Лучезарность великого поступка и большого сердца угасла в глазах тех, ничтожество которых не выносит чересчур яркого блеска. Прошло время жертвы жизни, ушел в тень серый польский солдат. Началась подрывная, трудная работа склочника и смутьяна, горлопана и демагога. <…>
И вскорости забыто, кто такой Пилсудский.
Забыто об украшенной героизмом, бессмертной жертве легионов. <…> Забыто, что этот страж независимости со дня ее зарождения не знал ни минуты покоя, неся день за днем на своих плечах весь груз бесчисленных сражений со всеми врагами Речи Посполитой. <…>
Забыто, что уже в первый день своей доблестной службы он умел силой своего духа подавить угрожающий молодой государственности хаос и гражданскую войну, примиряя своим благородным авторитетом находившиеся в раздоре помыслы. (…)

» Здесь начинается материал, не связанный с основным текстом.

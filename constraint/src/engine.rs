//! The validation engine.

use crate::{
    ConstraintError, ConstraintResult, InvalidElement, ValidationResult, ValidatorContext,
    ValidatorFactory, Verdict,
};
use reach_core::{TypeDesc, Value};
use reach_element::{ElementError, Elements, Member, MemberPredicate};
use tracing::{debug, trace};

/// Engine configuration.
#[derive(Debug, Clone, Copy, PartialEq, Eq)]
pub struct EngineConfig {
    /// Validate members inherited from ancestor types.
    pub deep: bool,
    /// Maximum nesting of recursive validation.
    pub max_depth: usize,
}

impl Default for EngineConfig {
    fn default() -> Self {
        Self {
            deep: true,
            max_depth: 32,
        }
    }
}

impl EngineConfig {
    pub fn new() -> Self {
        Self::default()
    }

    pub fn with_deep(mut self, deep: bool) -> Self {
        self.deep = deep;
        self
    }

    pub fn with_max_depth(mut self, max_depth: usize) -> Self {
        self.max_depth = max_depth;
        self
    }
}

/// Validates containers against the constraint tags on their members.
///
/// Cloning is cheap. Validators receive the engine that is running and recurse
/// through [`ValidationEngine::nested`], which keeps the active filter.
#[derive(Debug, Clone)]
pub struct ValidationEngine {
    factory: ValidatorFactory,
    filter: Option<MemberPredicate>,
    config: EngineConfig,
    depth: usize,
}

impl ValidationEngine {
    /// An engine over every type in the factory's registry.
    ///
    /// Fails if any member carries a tag that cannot be enforced on it.
    pub fn new(factory: ValidatorFactory) -> ConstraintResult<Self> {
        Self::with_config(factory, EngineConfig::default())
    }

    pub fn with_config(factory: ValidatorFactory, config: EngineConfig) -> ConstraintResult<Self> {
        let engine = Self::unchecked(factory, config);
        let checked = engine.check_registry()?;
        debug!(members = checked, "validation engine ready");
        Ok(engine)
    }

    pub(crate) fn unchecked(factory: ValidatorFactory, config: EngineConfig) -> Self {
        Self {
            factory,
            filter: None,
            config,
            depth: 0,
        }
    }

    /// Pre-resolve every tag on every member of every registered type.
    fn check_registry(&self) -> ConstraintResult<usize> {
        let mut checked = 0;
        for def in self.factory.registry().all_types() {
            let members = self
                .elements()
                .members_of_type(&TypeDesc::object(&def.name), false)?;
            for member in &members {
                for tag in member.tags() {
                    self.factory.check(tag, member.name(), member.declared_type())?;
                }
            }
            checked += members.len();
        }
        Ok(checked)
    }

    pub fn factory(&self) -> &ValidatorFactory {
        &self.factory
    }

    pub fn elements(&self) -> &Elements {
        self.factory.elements()
    }

    pub fn config(&self) -> EngineConfig {
        self.config
    }

    /// Current nesting level; zero for a top-level run.
    pub fn depth(&self) -> usize {
        self.depth
    }

    /// An engine validating only members accepted by `predicate`. Replaces any
    /// previous filter.
    pub fn filter(&self, predicate: MemberPredicate) -> Self {
        Self {
            filter: Some(predicate),
            ..self.clone()
        }
    }

    pub fn unfiltered(&self) -> Self {
        Self {
            filter: None,
            ..self.clone()
        }
    }

    /// The engine for one level of recursion.
    pub fn nested(&self) -> ConstraintResult<Self> {
        if self.depth >= self.config.max_depth {
            return Err(ConstraintError::DepthExceeded {
                max_depth: self.config.max_depth,
            });
        }
        Ok(Self {
            depth: self.depth + 1,
            ..self.clone()
        })
    }

    /// Validate every member of a container.
    pub fn validate(&self, target: &Value) -> ConstraintResult<ValidationResult> {
        let members = self.elements().members_of(target, self.config.deep)?;
        let mut result = ValidationResult::new(target.clone());
        for member in &members {
            if let Some(filter) = &self.filter {
                if !filter.test(member) {
                    trace!(member = member.name(), "filtered out");
                    continue;
                }
            }
            self.check_member(member, target, &mut result)?;
        }
        debug!(
            target = %target.type_desc(),
            depth = self.depth,
            invalid = result.len(),
            "validated"
        );
        Ok(result)
    }

    /// Validate a single bound member.
    pub fn validate_member(&self, member: &Member) -> ConstraintResult<ValidationResult> {
        let target = member
            .target()
            .ok_or_else(|| ElementError::non_specific(member.name()))?;
        let mut result = ValidationResult::new(target.clone());
        self.check_member(member, target, &mut result)?;
        Ok(result)
    }

    fn check_member(
        &self,
        member: &Member,
        target: &Value,
        result: &mut ValidationResult,
    ) -> ConstraintResult<()> {
        if !member.tags().iter().any(|t| self.factory.is_constraint(t)) {
            return Ok(());
        }
        if !member.is_readable() {
            trace!(member = member.name(), "write-only, not validated");
            return Ok(());
        }

        let value = member.read_in(target)?;
        let mut violated = Vec::new();
        for tag in member.tags() {
            let ctx = ValidatorContext {
                tag,
                member: Some(member),
                target: Some(target),
                engine: self,
                factory: &self.factory,
            };
            let Some(validator) = self.factory.resolve(&ctx)? else {
                continue;
            };
            match validator.check(&value)? {
                Verdict::Valid => {}
                Verdict::Invalid => violated.push(tag.clone()),
                Verdict::Nested(nested) => {
                    violated.push(tag.clone());
                    if self.factory.merges_elements(tag) {
                        for element in nested {
                            result.insert(element.prefixed(member.name()));
                        }
                    }
                }
            }
        }

        trace!(member = member.name(), violated = violated.len(), "checked");
        if !violated.is_empty() {
            result.insert(InvalidElement::new(member.clone(), value, violated));
        }
        Ok(())
    }
}
//! Sequence adapter.
//!
//! Members are the index positions "0".."len-1" of the live list, plus the
//! symbolic `first` and `last`, which resolve against the length at access
//! time.

use super::is_numeric;
use crate::{Member, MemberAccess, MemberDescriptor};
use reach_core::{AccessError, AccessFault, ListRef, TypeDesc, Value};

pub(crate) const FIRST: &str = "first";
pub(crate) const LAST: &str = "last";

#[derive(Debug, Clone, Copy)]
enum Position {
    At(usize),
    First,
    Last,
}

impl Position {
    fn parse(name: &str) -> Option<Self> {
        match name {
            FIRST => Some(Position::First),
            LAST => Some(Position::Last),
            _ if is_numeric(name) => name.parse().ok().map(Position::At),
            _ => None,
        }
    }

    fn index(self, len: usize) -> Result<usize, AccessFault> {
        match self {
            Position::At(index) => Ok(index),
            Position::First | Position::Last if len == 0 => {
                Err(AccessError::IndexOutOfBounds { index: 0, len }.into_fault())
            }
            Position::First => Ok(0),
            Position::Last => Ok(len - 1),
        }
    }
}

/// Index members of a live list, in index order.
pub(crate) fn discover(list: &ListRef) -> Vec<Member> {
    let element = list.element_type();
    (0..list.len())
        .map(|index| template_at(&element, &index.to_string(), Position::At(index)))
        .collect()
}

/// Resolve `name` against a live list. Indexes past the end are absent.
pub(crate) fn find(list: &ListRef, name: &str) -> Option<Member> {
    let position = Position::parse(name)?;
    if let Position::At(index) = position {
        if index >= list.len() {
            return None;
        }
    }
    Some(template_at(&list.element_type(), name, position))
}

/// A member usable against any list of the given element type.
pub(crate) fn template(element: &TypeDesc, name: &str) -> Option<Member> {
    Position::parse(name).map(|position| template_at(element, name, position))
}

fn template_at(element: &TypeDesc, name: &str, position: Position) -> Member {
    Member::template(MemberDescriptor::new(
        name,
        element.clone(),
        TypeDesc::list(element.clone()),
        IndexAccess { position },
    ))
}

struct IndexAccess {
    position: Position,
}

impl IndexAccess {
    fn list<'v>(target: &'v Value) -> Result<&'v ListRef, AccessFault> {
        target
            .as_list()
            .ok_or_else(|| AccessError::type_mismatch("List", target.type_name()).into_fault())
    }
}

impl MemberAccess for IndexAccess {
    fn read(&self, target: &Value) -> Result<Value, AccessFault> {
        let list = Self::list(target)?;
        let index = self.position.index(list.len())?;
        list.get(index).map_err(AccessError::into_fault)
    }

    fn write(&self, target: &Value, value: Value) -> Result<(), AccessFault> {
        let list = Self::list(target)?;
        let index = self.position.index(list.len())?;
        list.set(index, value).map_err(AccessError::into_fault)
    }
}
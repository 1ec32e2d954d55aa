//! Validation results.

use reach_core::{Tag, TypeDesc, Value};
use reach_element::Member;
use std::collections::BTreeMap;
use std::fmt;

/// A member whose value violated one or more constraints.
#[derive(Debug, Clone)]
pub struct InvalidElement {
    member: Member,
    path: String,
    invalid_value: Value,
    /// Violated tags by tag name.
    violated: BTreeMap<String, Tag>,
}

impl InvalidElement {
    pub fn new(member: Member, invalid_value: Value, violated: impl IntoIterator<Item = Tag>) -> Self {
        let path = member.name().to_string();
        let mut element = Self {
            member,
            path,
            invalid_value,
            violated: BTreeMap::new(),
        };
        for tag in violated {
            element.violate(tag);
        }
        element
    }

    fn violate(&mut self, tag: Tag) {
        self.violated.entry(tag.name().to_string()).or_insert(tag);
    }

    /// Re-root under `prefix`.
    pub(crate) fn prefixed(mut self, prefix: &str) -> Self {
        self.path = format!("{}.{}", prefix, self.path);
        self
    }

    pub fn member(&self) -> &Member {
        &self.member
    }

    pub fn name(&self) -> &str {
        self.member.name()
    }

    /// Dotted position in the validated graph.
    pub fn path(&self) -> &str {
        &self.path
    }

    pub fn declared_type(&self) -> &TypeDesc {
        self.member.declared_type()
    }

    pub fn declaring_type(&self) -> &TypeDesc {
        self.member.declaring_type()
    }

    pub fn is_readable(&self) -> bool {
        self.member.is_readable()
    }

    pub fn is_writable(&self) -> bool {
        self.member.is_writable()
    }

    pub fn tags(&self) -> &[Tag] {
        self.member.tags()
    }

    pub fn invalid_value(&self) -> &Value {
        &self.invalid_value
    }

    pub fn violated_constraints(&self) -> impl Iterator<Item = &Tag> {
        self.violated.values()
    }

    pub fn violated_constraint(&self, tag_name: &str) -> Option<&Tag> {
        self.violated.get(tag_name)
    }

    pub fn is_constraint_violated(&self, tag_name: &str) -> bool {
        self.violated.contains_key(tag_name)
    }
}

impl fmt::Display for InvalidElement {
    fn fmt(&self, f: &mut fmt::Formatter<'_>) -> fmt::Result {
        let names: Vec<&str> = self.violated.keys().map(String::as_str).collect();
        write!(f, "{}: violates @{}", self.path, names.join(", @"))
    }
}

/// Everything found invalid in one validation run, keyed by path.
#[derive(Debug, Clone)]
pub struct ValidationResult {
    target: Value,
    invalid: BTreeMap<String, InvalidElement>,
}

impl ValidationResult {
    pub(crate) fn new(target: Value) -> Self {
        Self {
            target,
            invalid: BTreeMap::new(),
        }
    }

    /// Record an element. Violations at an already recorded path are merged.
    pub(crate) fn insert(&mut self, element: InvalidElement) {
        match self.invalid.get_mut(element.path()) {
            Some(existing) => {
                for tag in element.violated.into_values() {
                    existing.violate(tag);
                }
            }
            None => {
                self.invalid.insert(element.path.clone(), element);
            }
        }
    }

    pub(crate) fn into_elements(self) -> Vec<InvalidElement> {
        self.invalid.into_values().collect()
    }

    pub fn target(&self) -> &Value {
        &self.target
    }

    pub fn is_invalid(&self) -> bool {
        !self.invalid.is_empty()
    }

    pub fn is_valid(&self) -> bool {
        self.invalid.is_empty()
    }

    pub fn len(&self) -> usize {
        self.invalid.len()
    }

    pub fn is_empty(&self) -> bool {
        self.invalid.is_empty()
    }

    pub fn invalid_element(&self, path: &str) -> Option<&InvalidElement> {
        self.invalid.get(path)
    }

    /// Invalid elements in path order.
    pub fn invalid_elements(&self) -> impl Iterator<Item = &InvalidElement> {
        self.invalid.values()
    }

    pub fn paths(&self) -> Vec<&str> {
        self.invalid.keys().map(String::as_str).collect()
    }
}

impl fmt::Display for ValidationResult {
    fn fmt(&self, f: &mut fmt::Formatter<'_>) -> fmt::Result {
        if self.is_valid() {
            return write!(f, "{} is valid", self.target.type_desc());
        }
        writeln!(f, "{} has {} invalid element(s):", self.target.type_desc(), self.len())?;
        for element in self.invalid.values() {
            writeln!(f, "  {}", element)?;
        }
        Ok(())
    }
}
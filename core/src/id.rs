//! Identity types for registered definitions.
//!
//! Identifiers are allocated by the registry builder and are:
//! - Unique within one registry
//! - Immutable once assigned
//! - Opaque to external users

use std::fmt;

/// Identifier for a structured-object type in the registry.
#[derive(Debug, Clone, Copy, PartialEq, Eq, Hash, PartialOrd, Ord)]
pub struct TypeId(pub u32);

impl TypeId {
    pub fn new(id: u32) -> Self {
        Self(id)
    }

    pub fn raw(&self) -> u32 {
        self.0
    }
}

impl fmt::Display for TypeId {
    fn fmt(&self, f: &mut fmt::Formatter<'_>) -> fmt::Result {
        write!(f, "t{}", self.0)
    }
}

/// Identifier for a tag definition in the registry.
#[derive(Debug, Clone, Copy, PartialEq, Eq, Hash, PartialOrd, Ord)]
pub struct TagId(pub u32);

impl TagId {
    pub fn new(id: u32) -> Self {
        Self(id)
    }

    pub fn raw(&self) -> u32 {
        self.0
    }
}

impl fmt::Display for TagId {
    fn fmt(&self, f: &mut fmt::Formatter<'_>) -> fmt::Result {
        write!(f, "g{}", self.0)
    }
}
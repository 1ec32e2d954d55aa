//! Reach scenario tests.
//!
//! A scenario is a named sequence of steps run against one fixture. Each step
//! mutates the fixture, validates something, and checks the outcome against
//! an [`Expect`](assertion::Expect).

pub mod assertion;
pub mod error;
pub mod fixtures;
pub mod scenario;

pub mod prelude {
    pub use crate::assertion::Expect;
    pub use crate::error::{ScenarioError, ScenarioResult};
    pub use crate::fixtures::{self, Shop};
    pub use crate::scenario::Scenario;
    pub use reach_constraint::{
        ConstraintError, EngineConfig, ValidationEngine, ValidationResult, ValidatorFactory,
    };
    pub use reach_core::{properties, ListRef, MapRef, RowSet, Tag, TypeDesc, Value};
    pub use reach_element::{predicate, ElementError, Elements, Member};
    pub use reach_registry::builtin;
}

Забыто, что он — создатель армии, ее организатор и воспитатель, ее вождь и опекун, что он день и ночь работает над ее обучением, обеспечением и воспитанием, глубоко понимая то, что мало кто оценивает, что армия — это оборонительный вал Независимости.
Все это забыто…»
Портрет слишком прозрачный. Просто также вытекающее из него понимание: Пилсудский должен был отойти, ибо его величие не давало покоя противникам.
Этот мотив повторялся в десятках высказываний, в том числе в уже цитировавшемся «Великом человеке в Польше». «Величие, — писал Игнацы Дашиньский, — посрамляет малых, раздражает их скрытостью души. Когда видят или слышат великого человека, пожимают плечами, рассчитывают на то, что он наконец уменьшится и станет для них более понятен. В конце тихонько проклинают и протестуют, и протест этот с течением времени переходит во всеобщее осуждение. <…> Для огромного большинства люден добродетель — своего рода упрек и вообще немилая карикатура на их повседневную жизнь».